Médicos poderão autorizar advogados a acompanharem perícia médica mediante autorização

O Conselho Regional de Medicina do Acre (CRM-AC) expediu uma recomendação a respeito da presença de advogados durante as perícias médicas. O documento foi aprovado na última plenária realizada na segunda-feira (27).  A elaboração da recomendação tinha sido acordada após reunião entre a diretoria do CRM, o presidente da Ordem dos Advogados do Brasil – Seccional Acre (OAB-AC) e Comissão de Prerrogativas da OAB, ocorrida em junho deste ano.

O texto pontua que foram considerados os princípios fundamentais estabelecidos no Código de Ética Médica, além de Lei Federal que trata sobre o perito médico federal e a lei 12.842/2013, que dispões sobre as atividades privativas do médico.

O CRM então recomenda que os médicos poderão autorizar os advogados das partes a acompanhar a realização do ato médico pericial, mediante autorização expressa do periciando.

O documento diz ainda que ao advogado será permitido o acompanhamento exclusivamente observacional, cabendo ao médico zelar pela não interferência deste durante a execução do ato médico.

Outro ponto é que a autorização do periciando para que o advogado acompanhe o exame pericial deverá ser reduzida a termo, sob a forma de documento, a fim de resguardar o preceito do sigilo médico.

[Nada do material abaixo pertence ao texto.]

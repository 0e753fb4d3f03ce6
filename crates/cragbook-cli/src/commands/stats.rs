//! Stats command for the dashboard numbers and grade pyramid.

use std::path::Path;

use anyhow::Result;
use cragbook::export::{format_distribution_console, format_stats_console};
use cragbook::{Category, grade_distribution};
use serde_json::json;
use strum::IntoEnumIterator;

use crate::cli_utils;

pub fn run(data_dir: &Path, json: bool) -> Result<()> {
    let logbook = cli_utils::open_logbook(data_dir)?;
    let stats = logbook.stats(cli_utils::today());

    if json {
        let boulder = grade_distribution(
            logbook.climbs(),
            Category::Boulder,
            logbook.preferences(),
            logbook.registry(),
        );
        let rope = grade_distribution(
            logbook.climbs(),
            Category::Rope,
            logbook.preferences(),
            logbook.registry(),
        );
        let value = json!({
            "stats": stats,
            "distribution": {
                "boulder": boulder,
                "rope": rope,
            },
        });
        println!("{}", serde_json::to_string_pretty(&value)?);
        return Ok(());
    }

    println!("{}", format_stats_console(&stats));
    for category in Category::iter() {
        let buckets = grade_distribution(
            logbook.climbs(),
            category,
            logbook.preferences(),
            logbook.registry(),
        );
        let chart = format_distribution_console(&buckets);
        if !chart.is_empty() {
            println!("{} sends ({})", category, logbook.preferences().system_for(category));
            println!("{}", chart);
        }
    }
    Ok(())
}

Por fim, a recomendação traz que é direito do médico perito não realizar ou suspender a perícia quando se sentir pressionado, constrangido, com sua liberdade profissional ameaçada ou por qualquer outro motivo que contrarie os ditames de sua consciência. Os motivos da não realização ou suspensão do procedimento devem ser documentados.

CRM esclarece

Após tomar conhecimento da reportagem intitulada “Após pedido da OAB/AC, Conselho de Medicina recomenda aos médicos que autorizem a participação de advogados em perícias”, o Conselho Regional de Medicina do Estado do Acre informa que a referida Recomendação esclarece que é direito do perito autorizar ou recusar a presença do advogado durante o ato médico pericial, de acordo com seu julgamento e os ditames de sua consciência, respaldado pela autonomia médica.

Em nenhum ponto do texto do documento existe a recomendação para a autorização citada no título da reportagem.

Por fim o CRM esclarece que, por se tratar de uma recomendação, não há nenhuma inovação de norma, lei ou regra. O texto visa somente a dar maiores explicações acerca da regra vigente há anos.